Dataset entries
- - - -

//! # Writer
//!
//! Renders a [`Document`] back to project text. Entries are written with
//! their own formatting, in field order, followed by the lines the parser
//! kept verbatim. A kept line is dropped once its key's entry has a value,
//! so a malformed line that was later fixed through a setter is not
//! written twice.

use std::fmt::Write as _;

use crate::document::{Document, Header, HeaderField};
use crate::note::{ExtraLine, Field, Note, SectionId};

struct Lines<'a> {
    out: String,
    eol: &'a str,
}

impl<'a> Lines<'a> {
    fn new(eol: &'a str) -> Self {
        Lines {
            out: String::new(),
            eol,
        }
    }

    fn line(&mut self, text: impl std::fmt::Display) {
        // writing into a String cannot fail
        let _ = write!(self.out, "{}{}", text, self.eol);
    }

    fn pair(&mut self, key: &str, value: impl std::fmt::Display) {
        let _ = write!(self.out, "{}={}{}", key, value, self.eol);
    }
}

/// Full project text.
pub fn write_document(doc: &Document, eol: &str) -> String {
    let mut lines = Lines::new(eol);
    write_header(&mut lines, &doc.header);
    for note in doc.notes() {
        write_note(&mut lines, note, false);
    }
    if doc.track_end {
        lines.line("[#TRACKEND]");
    }
    lines.out
}

/// Plugin output: note sections with updated entries only. `@` keys are
/// never written.
pub fn write_changes(doc: &Document, eol: &str) -> String {
    let mut lines = Lines::new(eol);
    for note in doc.notes() {
        write_note(&mut lines, note, true);
    }
    lines.out
}

fn write_header(lines: &mut Lines<'_>, header: &Header) {
    if header.version.has_value() || header.charset.has_value() || !header.version_extras.is_empty() {
        lines.line("[#VERSION]");
        if header.version.has_value() {
            lines.line(format_args!("UST Version{}", header.version));
        }
        if header.charset.has_value() {
            lines.pair("Charset", &header.charset);
        }
        write_extras(lines, &header.version_extras, |_| false);
    }

    lines.line("[#SETTING]");
    for field in HeaderField::ALL {
        let entry = header.entry(field);
        if entry.has_value() {
            lines.pair(field.key(), entry);
        }
    }
    write_extras(lines, &header.extras, |key| {
        HeaderField::from_key(key).is_some_and(|field| header.entry(field).has_value())
    });
}

fn write_note(lines: &mut Lines<'_>, note: &Note, changes_only: bool) {
    lines.line(format_args!("[{}]", note.id));
    if changes_only && note.id == SectionId::Delete {
        return;
    }
    for field in Field::ALL {
        if changes_only && field.is_derived() {
            continue;
        }
        let entry = note.entry(field);
        if entry.has_value() && (!changes_only || entry.is_updated()) {
            lines.pair(field.key(), entry);
        }
    }
    if changes_only {
        return;
    }
    write_extras(lines, note.extras(), |key| {
        Field::from_key(key).is_some_and(|field| note.entry(field).has_value())
    });
}

fn write_extras(lines: &mut Lines<'_>, extras: &[ExtraLine], superseded: impl Fn(&str) -> bool) {
    for extra in extras {
        if !superseded(&extra.key) {
            lines.line(&extra.line);
        }
    }
}

#[cfg(test)]
mod tests {
    use super::*;
    use crate::settings::Settings;

    fn load(text: &str) -> Document {
        Document::load(text.as_bytes(), &Settings::default()).unwrap()
    }

    #[test]
    fn test_write_new_document() {
        let mut doc = Document::new();
        doc.header.tempo.init(120.0).unwrap();
        let mut note = Note::new();
        note.length.init(480);
        note.lyric.init("あ");
        note.note_num.init(60);
        doc.push_note(note);
        assert_eq!(
            write_document(&doc, "\n"),
            "[#VERSION]\nUST Version1.2\n[#SETTING]\nTempo=120.00\n[#0000]\nLength=480\nLyric=あ\nNoteNum=60\n[#TRACKEND]\n"
        );
    }

    #[test]
    fn test_extras_follow_fields() {
        let doc = load("[#SETTING]\nTracks=1\nTempo=120\n[#0000]\nFoo=1\nLyric=a\n[#TRACKEND]\n");
        assert_eq!(
            write_document(&doc, "\n"),
            "[#SETTING]\nTempo=120.00\nTracks=1\n[#0000]\nLyric=a\nFoo=1\n[#TRACKEND]\n"
        );
    }

    #[test]
    fn test_fixed_value_supersedes_kept_line() {
        let mut doc = load("[#SETTING]\n[#0000]\nLength=long\n");
        assert!(write_document(&doc, "\n").contains("Length=long"));
        doc.note_mut(0).unwrap().length.set(240);
        let text = write_document(&doc, "\n");
        assert!(text.contains("Length=240"));
        assert!(!text.contains("Length=long"));
    }

    #[test]
    fn test_changes_only() {
        let mut doc = load("[#SETTING]\n[#PREV]\nLyric=a\n[#0003]\nLyric=b\nLength=480\n[#DELETE]\nLyric=c\n[#NEXT]\nLyric=d\n");
        {
            let note = doc.note_mut(1).unwrap();
            note.lyric.set("x");
        }
        doc.note_mut(2).unwrap().lyric.set("y");
        assert_eq!(
            write_changes(&doc, "\r\n"),
            "[#PREV]\r\n[#0003]\r\nLyric=x\r\n[#DELETE]\r\n[#NEXT]\r\n"
        );
    }
}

- - - -

**EXERCISE AIM**
Using the records above, report each line with the string "impl".

**TASK RESPONSE**
impl<'a> Lines<'a> {
    fn line(&mut self, text: impl std::fmt::Display) {
    fn pair(&mut self, key: &str, value: impl std::fmt::Display) {
fn write_extras(lines: &mut Lines<'_>, extras: &[ExtraLine], superseded: impl Fn(&str) -> bool) {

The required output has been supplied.